Water. This is the Dhamma, the teachings of the truth that the Buddha directly experienced and the instructions for perfecting the human character constitute the clean water that flows into every aspect of our Buddhist life and practice, carried by the soil through the roots into leaves and up into the stem, to inform our practice at every level on our way to Nirvana.

Soil. This is the Sangha. This represents the adepts, past present and future, who have gone far in the practice, perhaps not reaching Nibbana, but progressing at least far enough to discern it and to attain unshakable trust in the Buddha, the Dhamma and the Sangha. The Sangha nourishes the community through its visible example, its direct experience and its teaching. Notice that the Sangha here is properly called the “Ariyasangha,” the Noble Ones, to distinguish it from the Bhikkhusangha, the institution that spins off Nobel Ones. The roots are buried deep in the soil, the monks and nuns have Sangha between their toes, and the soil is made rich by the many generations of roots, of leaves, of stems and of blossoms.

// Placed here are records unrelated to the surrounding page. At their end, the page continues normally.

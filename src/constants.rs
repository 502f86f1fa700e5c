//! # Constants
//!
//! Default values for the well-known names the verifier reads from the cluster.
//! Every one of them can be overridden through [`crate::config::TrustConfig`].

/// Namespace the operator (and its webhook secret) runs in
pub const DEFAULT_OPERATOR_NAMESPACE: &str = "operator-system";

/// Secret generated by the operator's certificate management
pub const DEFAULT_WEBHOOK_SECRET_NAME: &str = "webhook-server-cert";

/// Key in the secret's data holding the CA certificate
pub const DEFAULT_CA_KEY: &str = "tls.crt";

/// MutatingWebhookConfiguration registered by the operator
pub const DEFAULT_MUTATING_WEBHOOK_CONFIGURATION_NAME: &str =
    "operator-mutating-webhook-configuration";

/// ValidatingWebhookConfiguration registered by the operator
pub const DEFAULT_VALIDATING_WEBHOOK_CONFIGURATION_NAME: &str =
    "operator-validating-webhook-configuration";

/// Upper bound for a single verification pass (seconds)
pub const DEFAULT_REQUEST_TIMEOUT_SECS: u64 = 30;

/// Replacement written over a non-empty CA bundle on export.
/// Encodes to `LQ==` in Base64.
pub const REDACTED_CA_BUNDLE: &[u8] = b"-";
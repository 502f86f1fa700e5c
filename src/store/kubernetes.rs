//! # Kubernetes Store
//!
//! [`ObjectReader`]/[`ObjectWriter`] on top of `kube::Api`.

use super::{display_name, ObjectReader, ObjectWriter};
use crate::error::TrustError;
use async_trait::async_trait;
use k8s_openapi::api::admissionregistration::v1::{
    MutatingWebhookConfiguration, ValidatingWebhookConfiguration,
};
use k8s_openapi::api::core::v1::{ConfigMap, Secret};
use k8s_openapi::NamespaceResourceScope;
use kube::api::{ListParams, PostParams};
use kube::{Api, Client, Resource};
use serde::de::DeserializeOwned;
use serde::Serialize;
use std::fmt::Debug;
use tracing::debug;

/// Store backed by a live Kubernetes API server
#[derive(Clone)]
pub struct KubeStore {
    client: Client,
}

impl Debug for KubeStore {
    fn fmt(&self, f: &mut std::fmt::Formatter<'_>) -> std::fmt::Result {
        f.debug_struct("KubeStore").finish_non_exhaustive()
    }
}

impl KubeStore {
    pub fn new(client: Client) -> Self {
        Self { client }
    }

    /// Namespaced API, falling back to the client's default namespace
    fn namespaced_api<K>(&self, namespace: Option<&str>) -> Api<K>
    where
        K: Resource<Scope = NamespaceResourceScope>,
        <K as Resource>::DynamicType: Default,
    {
        match namespace {
            Some(ns) => Api::namespaced(self.client.clone(), ns),
            None => Api::default_namespaced(self.client.clone()),
        }
    }

    /// Namespaced API for listing; `None` lists across all namespaces
    fn listing_api<K>(&self, namespace: Option<&str>) -> Api<K>
    where
        K: Resource<Scope = NamespaceResourceScope>,
        <K as Resource>::DynamicType: Default,
    {
        match namespace {
            Some(ns) => Api::namespaced(self.client.clone(), ns),
            None => Api::all(self.client.clone()),
        }
    }

    fn cluster_api<K>(&self) -> Api<K>
    where
        K: Resource,
        <K as Resource>::DynamicType: Default,
    {
        Api::all(self.client.clone())
    }
}

/// 404 becomes [`TrustError::NotFound`], everything else is passed through untouched
fn map_kube_error(kind: &str, name: &str, err: kube::Error) -> TrustError {
    match err {
        kube::Error::Api(api_err) if api_err.code == 404 => TrustError::not_found(kind, name),
        other => TrustError::Transport(other),
    }
}

async fn get_from<K>(api: Api<K>, namespace: Option<&str>, name: &str) -> Result<K, TrustError>
where
    K: Resource<DynamicType = ()> + Clone + DeserializeOwned + Debug,
{
    debug!("Fetching {} '{}'", K::kind(&()), display_name(namespace, name));
    api.get(name)
        .await
        .map_err(|e| map_kube_error(&K::kind(&()), &display_name(namespace, name), e))
}

async fn list_from<K>(api: Api<K>) -> Result<Vec<K>, TrustError>
where
    K: Resource<DynamicType = ()> + Clone + DeserializeOwned + Debug,
{
    api.list(&ListParams::default())
        .await
        .map(|list| list.items)
        .map_err(TrustError::Transport)
}

async fn replace_in<K>(api: Api<K>, object: &K) -> Result<K, TrustError>
where
    K: Resource<DynamicType = ()> + Clone + DeserializeOwned + Serialize + Debug,
{
    let kind = K::kind(&());
    let name = object
        .meta()
        .name
        .as_deref()
        .ok_or_else(|| TrustError::MissingName {
            kind: kind.to_string(),
        })?;
    api.replace(name, &PostParams::default(), object)
        .await
        .map_err(|e| map_kube_error(&kind, name, e))
}

#[async_trait]
impl ObjectReader<Secret> for KubeStore {
    async fn get(&self, namespace: Option<&str>, name: &str) -> Result<Secret, TrustError> {
        get_from(self.namespaced_api(namespace), namespace, name).await
    }

    async fn list(&self, namespace: Option<&str>) -> Result<Vec<Secret>, TrustError> {
        list_from(self.listing_api(namespace)).await
    }
}

#[async_trait]
impl ObjectReader<ConfigMap> for KubeStore {
    async fn get(&self, namespace: Option<&str>, name: &str) -> Result<ConfigMap, TrustError> {
        get_from(self.namespaced_api(namespace), namespace, name).await
    }

    async fn list(&self, namespace: Option<&str>) -> Result<Vec<ConfigMap>, TrustError> {
        list_from(self.listing_api(namespace)).await
    }
}

#[async_trait]
impl ObjectReader<MutatingWebhookConfiguration> for KubeStore {
    async fn get(
        &self,
        _namespace: Option<&str>,
        name: &str,
    ) -> Result<MutatingWebhookConfiguration, TrustError> {
        get_from(self.cluster_api(), None, name).await
    }

    async fn list(
        &self,
        _namespace: Option<&str>,
    ) -> Result<Vec<MutatingWebhookConfiguration>, TrustError> {
        list_from(self.cluster_api()).await
    }
}

#[async_trait]
impl ObjectReader<ValidatingWebhookConfiguration> for KubeStore {
    async fn get(
        &self,
        _namespace: Option<&str>,
        name: &str,
    ) -> Result<ValidatingWebhookConfiguration, TrustError> {
        get_from(self.cluster_api(), None, name).await
    }

    async fn list(
        &self,
        _namespace: Option<&str>,
    ) -> Result<Vec<ValidatingWebhookConfiguration>, TrustError> {
        list_from(self.cluster_api()).await
    }
}

#[async_trait]
impl ObjectWriter<MutatingWebhookConfiguration> for KubeStore {
    async fn replace(
        &self,
        object: &MutatingWebhookConfiguration,
    ) -> Result<MutatingWebhookConfiguration, TrustError> {
        replace_in(self.cluster_api(), object).await
    }
}

#[async_trait]
impl ObjectWriter<ValidatingWebhookConfiguration> for KubeStore {
    async fn replace(
        &self,
        object: &ValidatingWebhookConfiguration,
    ) -> Result<ValidatingWebhookConfiguration, TrustError> {
        replace_in(self.cluster_api(), object).await
    }
}
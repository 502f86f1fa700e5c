//! # Admission Webhook Configurations
//!
//! Mutating and validating webhook configurations share their shape: a named
//! list of entries, each with its own client config and failure policy.
//! [`AdmissionWebhookConfiguration`] lets the locator, verifier and updater be
//! written once for both.
//!
//! ## Module Structure
//!
//! - `locator.rs` - Find a webhook entry by name across configurations
//! - `updater.rs` - Write an edited configuration back to the cluster

mod locator;
mod updater;

pub use locator::{find_webhook, locate, WebhookMatch};
pub use updater::update_webhook_configuration;

use k8s_openapi::api::admissionregistration::v1::{
    MutatingWebhookConfiguration, ValidatingWebhookConfiguration, WebhookClientConfig,
};
use k8s_openapi::ByteString;
use kube::Resource;
use serde::de::DeserializeOwned;
use serde::Serialize;
use std::fmt;
use std::str::FromStr;

/// Read-only view of one webhook entry
#[derive(Debug, Clone, Copy)]
pub struct WebhookEntry<'a> {
    pub name: &'a str,
    pub client_config: &'a WebhookClientConfig,
    pub failure_policy: Option<&'a str>,
}

/// Mutable view of the fields callers correct on a webhook entry
#[derive(Debug)]
pub struct WebhookEntryMut<'a> {
    pub client_config: &'a mut WebhookClientConfig,
    pub failure_policy: &'a mut Option<String>,
}

/// How the API server treats a call that fails or times out
#[derive(Debug, Clone, Copy, PartialEq, Eq)]
pub enum FailurePolicy {
    Fail,
    Ignore,
}

impl FailurePolicy {
    pub fn as_str(&self) -> &'static str {
        match self {
            FailurePolicy::Fail => "Fail",
            FailurePolicy::Ignore => "Ignore",
        }
    }
}

impl fmt::Display for FailurePolicy {
    fn fmt(&self, f: &mut fmt::Formatter<'_>) -> fmt::Result {
        f.write_str(self.as_str())
    }
}

impl FromStr for FailurePolicy {
    type Err = String;

    fn from_str(s: &str) -> Result<Self, Self::Err> {
        match s {
            "Fail" => Ok(FailurePolicy::Fail),
            "Ignore" => Ok(FailurePolicy::Ignore),
            other => Err(format!(
                "Invalid failure policy '{other}'. Expected 'Fail' or 'Ignore'"
            )),
        }
    }
}

/// Common surface of `MutatingWebhookConfiguration` and `ValidatingWebhookConfiguration`
pub trait AdmissionWebhookConfiguration:
    Resource<DynamicType = ()>
    + Clone
    + fmt::Debug
    + Serialize
    + DeserializeOwned
    + Send
    + Sync
    + 'static
{
    /// Entries in list order
    fn entries(&self) -> Vec<WebhookEntry<'_>>;

    /// Entry at `index`, `None` when out of range
    fn entry_mut(&mut self, index: usize) -> Option<WebhookEntryMut<'_>>;

    /// `metadata.name`, empty when unset
    fn configuration_name(&self) -> &str {
        self.meta().name.as_deref().unwrap_or_default()
    }

    /// Point the entry at a new CA bundle. Returns `false` when `index` is out of range.
    fn set_ca_bundle(&mut self, index: usize, ca_bundle: Vec<u8>) -> bool {
        match self.entry_mut(index) {
            Some(entry) => {
                entry.client_config.ca_bundle = Some(ByteString(ca_bundle));
                true
            }
            None => false,
        }
    }

    /// Returns `false` when `index` is out of range.
    fn set_failure_policy(&mut self, index: usize, policy: FailurePolicy) -> bool {
        match self.entry_mut(index) {
            Some(entry) => {
                *entry.failure_policy = Some(policy.as_str().to_string());
                true
            }
            None => false,
        }
    }
}

impl AdmissionWebhookConfiguration for MutatingWebhookConfiguration {
    fn entries(&self) -> Vec<WebhookEntry<'_>> {
        self.webhooks
            .iter()
            .flatten()
            .map(|webhook| WebhookEntry {
                name: &webhook.name,
                client_config: &webhook.client_config,
                failure_policy: webhook.failure_policy.as_deref(),
            })
            .collect()
    }

    fn entry_mut(&mut self, index: usize) -> Option<WebhookEntryMut<'_>> {
        self.webhooks
            .as_mut()?
            .get_mut(index)
            .map(|webhook| WebhookEntryMut {
                client_config: &mut webhook.client_config,
                failure_policy: &mut webhook.failure_policy,
            })
    }
}

impl AdmissionWebhookConfiguration for ValidatingWebhookConfiguration {
    fn entries(&self) -> Vec<WebhookEntry<'_>> {
        self.webhooks
            .iter()
            .flatten()
            .map(|webhook| WebhookEntry {
                name: &webhook.name,
                client_config: &webhook.client_config,
                failure_policy: webhook.failure_policy.as_deref(),
            })
            .collect()
    }

    fn entry_mut(&mut self, index: usize) -> Option<WebhookEntryMut<'_>> {
        self.webhooks
            .as_mut()?
            .get_mut(index)
            .map(|webhook| WebhookEntryMut {
                client_config: &mut webhook.client_config,
                failure_policy: &mut webhook.failure_policy,
            })
    }
}
//! # Trust Metrics
//!
//! Counters for verification outcomes, redacted objects and webhook updates.

use crate::observability::metrics::registry::REGISTRY;
use anyhow::Result;
use prometheus::{IntCounter, IntCounterVec};
use std::sync::LazyLock;

static VERIFICATIONS_TOTAL: LazyLock<IntCounterVec> = LazyLock::new(|| {
    IntCounterVec::new(
        prometheus::Opts::new(
            "webhook_trust_verifications_total",
            "Total number of webhook CA verifications by result",
        ),
        &["result"],
    )
    .expect("Failed to create VERIFICATIONS_TOTAL metric - this should never happen")
});

static REDACTIONS_TOTAL: LazyLock<IntCounterVec> = LazyLock::new(|| {
    IntCounterVec::new(
        prometheus::Opts::new(
            "webhook_trust_redactions_total",
            "Total number of objects redacted for export by kind",
        ),
        &["kind"],
    )
    .expect("Failed to create REDACTIONS_TOTAL metric - this should never happen")
});

static WEBHOOK_UPDATES_TOTAL: LazyLock<IntCounter> = LazyLock::new(|| {
    IntCounter::new(
        "webhook_trust_webhook_updates_total",
        "Total number of webhook configurations replaced",
    )
    .expect("Failed to create WEBHOOK_UPDATES_TOTAL metric - this should never happen")
});

/// Register trust metrics with the registry
pub(crate) fn register_trust_metrics() -> Result<()> {
    REGISTRY.register(Box::new(VERIFICATIONS_TOTAL.clone()))?;
    REGISTRY.register(Box::new(REDACTIONS_TOTAL.clone()))?;
    REGISTRY.register(Box::new(WEBHOOK_UPDATES_TOTAL.clone()))?;
    Ok(())
}

/// `result` is `ok` or a [`crate::error::TrustError::reason`] label
pub fn increment_verifications(result: &str) {
    VERIFICATIONS_TOTAL.with_label_values(&[result]).inc();
}

/// Only objects whose values were actually redacted; passed-through kinds are not counted
pub fn increment_redactions(kind: &str) {
    REDACTIONS_TOTAL.with_label_values(&[kind]).inc();
}

#[cfg(test)]
pub(crate) fn redactions_total(kind: &str) -> u64 {
    REDACTIONS_TOTAL.with_label_values(&[kind]).get()
}

pub fn increment_webhook_updates() {
    WEBHOOK_UPDATES_TOTAL.inc();
}
//! # Object Store Accessor
//!
//! The narrow slice of the Kubernetes API the verifier, locator and updater need:
//! get by name, list, and full-object replace.
//!
//! ## Module Structure
//!
//! - `kubernetes.rs` - `kube::Client` backed store used against a live cluster
//! - `memory.rs` - In-memory store for test harnesses and dry runs

mod kubernetes;
mod memory;

pub use kubernetes::KubeStore;
pub use memory::{InMemoryStore, StoredKind};

use crate::error::TrustError;
use async_trait::async_trait;

/// Read access to objects of kind `K`
///
/// `namespace` is ignored for cluster-scoped kinds.
#[async_trait]
pub trait ObjectReader<K>: Send + Sync
where
    K: Send + 'static,
{
    /// Fetch a single object, failing with [`TrustError::NotFound`] when absent
    async fn get(&self, namespace: Option<&str>, name: &str) -> Result<K, TrustError>;

    /// List every object visible in `namespace` (all namespaces when `None`)
    async fn list(&self, namespace: Option<&str>) -> Result<Vec<K>, TrustError>;
}

/// Write access to objects of kind `K`
#[async_trait]
pub trait ObjectWriter<K>: Send + Sync
where
    K: Send + Sync + 'static,
{
    /// Replace the whole object, last writer wins
    async fn replace(&self, object: &K) -> Result<K, TrustError>;
}

/// `namespace/name` for namespaced lookups, plain `name` otherwise
pub(crate) fn display_name(namespace: Option<&str>, name: &str) -> String {
    match namespace {
        Some(ns) => format!("{ns}/{name}"),
        None => name.to_string(),
    }
}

The Religiosity the Buddha Did Not Teach

The Buddha lived in a very religious culture, made use of much of what he saw around him and dismissed what he felt was useless or harmful. He made use of a range of such religious elements in crafting his own system of thought, not only to produce practice and understanding, but also to providing the proper context to inspire correct practice and understanding now and for generations to come. I hope the reader will gain a new appreciation by the end of this essay of what a carefully conceived and well-articulated system he crafted. Let us look for now at what he pared down.

In expressing reverence the Triple Gem Core Buddhism acquires something at least like worship. However it is not veneration toward an otherworldly being or force, but of things this-wordly: a remarkable person long deceased, of a set of teachings for and by humans and of real people who happen to embody those teachings completely in their own lives. Actually there may be irony intended in the frequent appearance of such otherworldly beings in the ancient discourses. Even higher deities, rather than demanding reverence for themselves, instead venerate those same things the good Buddhist does as higher than themselves, bowing before the Buddha and even the monks. The Buddha did on many occasions expect of others that they show proper respect for him, and actually required that monks and nuns not offer teachings if their audience shows disrespect for them. However there is little indication that the Buddha intended to become the center of a personality cult. He discouraged some of the more extreme forms of reverence he received, once telling an awe-struck follower (in the most literal sense of follower),

“Why do you want to see this foul body? If you see the Dhamma you see me.”

Nonetheless the Buddha did specify four significant places from his life as destinations for pilgrimage after he is gone.

The Buddha also advocated veneration for parents, teachers, the elderly and even monastics of other traditions, yet eschewed the prevailing caste system. Reverence was clearly part of his thinking.

Likewise limited ritual practices are current in Original Buddhism. Bowing is frequent as a gesture of veneration, as is circumambulation, for instance, “keeping the Tathagatha to his right.” Notice however these are no more than expressions. In contrast the Buddha spoke in no uncertain terms of the dangers of rites and rituals (silabbata), even classifying these as the third of the ten fetters to be abandoned on the Path. He did not have in mind ritual or conventionalized expressions, which like words are means of communication, and which would encompass many things very familiar to us in the modern world, like shaking hands or waving goodbye and saying “Ta-ta.”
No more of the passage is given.